**DIRECTIONS**
Find all the lines in the entries below that hold the word "Option" and copy them.

::::

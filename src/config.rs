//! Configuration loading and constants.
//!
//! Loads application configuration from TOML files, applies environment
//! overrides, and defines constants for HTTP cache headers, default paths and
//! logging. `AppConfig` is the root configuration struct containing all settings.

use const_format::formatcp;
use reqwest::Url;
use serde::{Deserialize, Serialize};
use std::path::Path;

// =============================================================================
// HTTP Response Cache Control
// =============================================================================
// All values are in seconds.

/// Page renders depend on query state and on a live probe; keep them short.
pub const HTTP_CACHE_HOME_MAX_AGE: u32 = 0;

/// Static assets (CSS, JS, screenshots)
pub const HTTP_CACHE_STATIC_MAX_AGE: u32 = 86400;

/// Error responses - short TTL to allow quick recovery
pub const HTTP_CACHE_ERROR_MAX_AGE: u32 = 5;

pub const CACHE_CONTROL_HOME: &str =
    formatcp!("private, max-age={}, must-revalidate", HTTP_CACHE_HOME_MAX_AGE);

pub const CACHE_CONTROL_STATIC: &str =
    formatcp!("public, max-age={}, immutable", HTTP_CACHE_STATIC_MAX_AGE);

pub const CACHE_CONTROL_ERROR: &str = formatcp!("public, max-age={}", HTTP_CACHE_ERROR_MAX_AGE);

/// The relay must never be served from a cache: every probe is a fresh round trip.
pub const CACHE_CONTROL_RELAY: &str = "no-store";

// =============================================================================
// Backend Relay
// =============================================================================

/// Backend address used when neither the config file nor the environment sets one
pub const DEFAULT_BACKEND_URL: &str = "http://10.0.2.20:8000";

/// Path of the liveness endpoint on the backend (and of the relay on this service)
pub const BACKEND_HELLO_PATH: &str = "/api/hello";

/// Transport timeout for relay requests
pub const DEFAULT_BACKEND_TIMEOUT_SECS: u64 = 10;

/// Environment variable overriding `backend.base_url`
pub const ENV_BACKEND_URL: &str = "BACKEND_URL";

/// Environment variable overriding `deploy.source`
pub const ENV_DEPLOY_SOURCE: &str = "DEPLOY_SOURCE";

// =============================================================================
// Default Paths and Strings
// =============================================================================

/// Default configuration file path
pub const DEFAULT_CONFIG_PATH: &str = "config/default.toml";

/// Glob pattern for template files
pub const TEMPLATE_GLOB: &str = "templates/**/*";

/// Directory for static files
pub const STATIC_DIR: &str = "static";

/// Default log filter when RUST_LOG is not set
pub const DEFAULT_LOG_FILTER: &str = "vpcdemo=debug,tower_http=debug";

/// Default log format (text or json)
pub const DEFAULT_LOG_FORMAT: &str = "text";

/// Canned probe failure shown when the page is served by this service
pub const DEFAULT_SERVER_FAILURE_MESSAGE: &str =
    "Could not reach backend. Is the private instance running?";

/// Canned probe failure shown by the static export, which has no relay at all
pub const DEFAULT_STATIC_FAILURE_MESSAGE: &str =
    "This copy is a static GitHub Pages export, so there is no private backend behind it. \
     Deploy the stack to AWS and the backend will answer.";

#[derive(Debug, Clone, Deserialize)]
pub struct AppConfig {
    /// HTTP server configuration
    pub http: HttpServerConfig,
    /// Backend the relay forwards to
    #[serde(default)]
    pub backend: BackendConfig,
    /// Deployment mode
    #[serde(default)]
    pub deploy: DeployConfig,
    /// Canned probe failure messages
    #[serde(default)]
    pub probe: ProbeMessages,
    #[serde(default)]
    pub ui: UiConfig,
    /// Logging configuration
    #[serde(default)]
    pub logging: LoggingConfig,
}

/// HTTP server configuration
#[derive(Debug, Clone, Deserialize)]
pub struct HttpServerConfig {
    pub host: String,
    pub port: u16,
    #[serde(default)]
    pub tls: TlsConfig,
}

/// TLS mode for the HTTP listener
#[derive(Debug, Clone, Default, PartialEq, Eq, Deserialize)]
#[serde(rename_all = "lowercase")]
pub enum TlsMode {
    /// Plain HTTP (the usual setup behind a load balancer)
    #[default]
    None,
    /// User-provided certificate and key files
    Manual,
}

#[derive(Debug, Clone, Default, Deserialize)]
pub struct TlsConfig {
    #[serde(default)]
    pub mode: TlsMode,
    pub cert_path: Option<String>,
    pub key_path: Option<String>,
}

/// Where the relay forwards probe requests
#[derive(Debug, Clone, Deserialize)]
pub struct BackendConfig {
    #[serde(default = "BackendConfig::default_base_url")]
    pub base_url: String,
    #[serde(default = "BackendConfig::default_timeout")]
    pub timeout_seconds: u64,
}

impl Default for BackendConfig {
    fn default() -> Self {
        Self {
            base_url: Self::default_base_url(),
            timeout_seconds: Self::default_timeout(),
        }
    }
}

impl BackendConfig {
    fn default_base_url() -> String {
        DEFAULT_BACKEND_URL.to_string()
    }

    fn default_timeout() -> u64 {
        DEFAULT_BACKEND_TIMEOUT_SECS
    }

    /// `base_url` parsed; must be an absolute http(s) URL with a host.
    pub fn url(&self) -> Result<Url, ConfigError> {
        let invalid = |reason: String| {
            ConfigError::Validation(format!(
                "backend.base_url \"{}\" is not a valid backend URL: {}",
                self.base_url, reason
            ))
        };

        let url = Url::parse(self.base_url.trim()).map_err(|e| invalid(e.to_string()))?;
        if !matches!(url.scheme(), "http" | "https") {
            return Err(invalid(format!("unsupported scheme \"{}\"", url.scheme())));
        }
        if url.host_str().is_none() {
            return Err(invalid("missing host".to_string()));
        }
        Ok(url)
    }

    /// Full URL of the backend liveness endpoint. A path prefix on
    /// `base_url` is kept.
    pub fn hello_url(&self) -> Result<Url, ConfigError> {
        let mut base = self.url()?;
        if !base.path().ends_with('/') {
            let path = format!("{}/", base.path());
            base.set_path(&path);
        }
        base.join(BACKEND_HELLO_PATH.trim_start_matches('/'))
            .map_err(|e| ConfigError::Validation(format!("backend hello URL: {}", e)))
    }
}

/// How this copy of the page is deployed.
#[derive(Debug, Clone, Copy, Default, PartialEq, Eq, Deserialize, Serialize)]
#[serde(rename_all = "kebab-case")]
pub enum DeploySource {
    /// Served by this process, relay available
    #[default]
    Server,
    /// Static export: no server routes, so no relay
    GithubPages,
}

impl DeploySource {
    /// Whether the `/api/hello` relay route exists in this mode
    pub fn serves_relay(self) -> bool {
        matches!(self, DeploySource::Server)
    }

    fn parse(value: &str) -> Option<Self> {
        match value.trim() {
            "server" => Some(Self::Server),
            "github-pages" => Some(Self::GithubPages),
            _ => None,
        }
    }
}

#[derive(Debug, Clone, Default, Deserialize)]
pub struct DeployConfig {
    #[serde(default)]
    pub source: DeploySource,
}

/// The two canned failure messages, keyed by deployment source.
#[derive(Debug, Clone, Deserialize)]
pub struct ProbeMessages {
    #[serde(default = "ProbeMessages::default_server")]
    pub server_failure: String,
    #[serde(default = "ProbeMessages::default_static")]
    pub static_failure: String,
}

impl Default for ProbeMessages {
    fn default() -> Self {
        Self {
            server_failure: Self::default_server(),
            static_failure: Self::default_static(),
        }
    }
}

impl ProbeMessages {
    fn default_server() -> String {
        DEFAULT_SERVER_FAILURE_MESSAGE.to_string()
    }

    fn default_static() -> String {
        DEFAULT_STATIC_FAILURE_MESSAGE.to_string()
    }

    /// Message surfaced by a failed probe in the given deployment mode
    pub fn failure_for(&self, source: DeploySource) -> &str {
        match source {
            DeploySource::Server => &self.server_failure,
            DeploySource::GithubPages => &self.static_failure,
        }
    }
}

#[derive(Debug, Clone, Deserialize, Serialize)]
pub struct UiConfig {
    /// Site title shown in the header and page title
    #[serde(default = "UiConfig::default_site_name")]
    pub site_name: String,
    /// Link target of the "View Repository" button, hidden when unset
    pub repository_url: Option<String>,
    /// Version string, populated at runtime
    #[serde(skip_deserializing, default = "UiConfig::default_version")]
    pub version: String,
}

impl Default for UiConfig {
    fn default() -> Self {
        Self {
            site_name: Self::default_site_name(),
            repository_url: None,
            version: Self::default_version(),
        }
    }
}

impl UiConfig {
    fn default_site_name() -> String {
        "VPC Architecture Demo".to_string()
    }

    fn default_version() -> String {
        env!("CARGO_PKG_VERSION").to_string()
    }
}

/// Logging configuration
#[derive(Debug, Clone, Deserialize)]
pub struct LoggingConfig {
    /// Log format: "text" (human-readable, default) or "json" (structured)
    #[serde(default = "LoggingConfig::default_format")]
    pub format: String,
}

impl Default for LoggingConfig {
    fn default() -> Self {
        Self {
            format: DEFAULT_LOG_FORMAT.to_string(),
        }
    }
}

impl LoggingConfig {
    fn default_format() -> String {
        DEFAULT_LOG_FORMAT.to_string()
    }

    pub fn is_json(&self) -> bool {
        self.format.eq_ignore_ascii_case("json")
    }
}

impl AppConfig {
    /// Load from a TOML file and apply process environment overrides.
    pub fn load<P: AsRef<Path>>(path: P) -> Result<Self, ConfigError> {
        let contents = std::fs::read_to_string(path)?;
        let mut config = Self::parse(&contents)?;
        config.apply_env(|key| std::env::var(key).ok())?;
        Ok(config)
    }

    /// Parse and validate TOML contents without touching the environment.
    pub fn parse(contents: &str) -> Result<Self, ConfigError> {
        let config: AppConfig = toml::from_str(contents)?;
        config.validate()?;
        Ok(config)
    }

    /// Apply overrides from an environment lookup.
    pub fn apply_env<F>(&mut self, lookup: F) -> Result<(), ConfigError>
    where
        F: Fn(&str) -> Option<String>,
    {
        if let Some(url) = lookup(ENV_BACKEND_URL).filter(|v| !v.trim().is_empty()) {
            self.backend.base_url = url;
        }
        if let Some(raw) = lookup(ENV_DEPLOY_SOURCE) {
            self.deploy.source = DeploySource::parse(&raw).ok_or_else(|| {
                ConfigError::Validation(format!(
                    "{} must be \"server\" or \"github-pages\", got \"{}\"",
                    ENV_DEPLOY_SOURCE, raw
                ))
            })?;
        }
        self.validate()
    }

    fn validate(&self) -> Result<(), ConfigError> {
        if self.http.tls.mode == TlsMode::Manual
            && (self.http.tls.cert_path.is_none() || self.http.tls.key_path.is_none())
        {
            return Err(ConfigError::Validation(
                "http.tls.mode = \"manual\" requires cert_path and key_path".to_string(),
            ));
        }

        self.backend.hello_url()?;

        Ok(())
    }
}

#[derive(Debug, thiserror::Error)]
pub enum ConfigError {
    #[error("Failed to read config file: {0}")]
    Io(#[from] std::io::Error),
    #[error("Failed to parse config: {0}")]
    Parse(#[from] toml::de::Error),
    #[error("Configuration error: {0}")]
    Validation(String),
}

::::

**ANSWER TO THIS EXERCISE**
    pub cert_path: Option<String>,
    pub key_path: Option<String>,
    fn parse(value: &str) -> Option<Self> {
    pub repository_url: Option<String>,
        F: Fn(&str) -> Option<String>,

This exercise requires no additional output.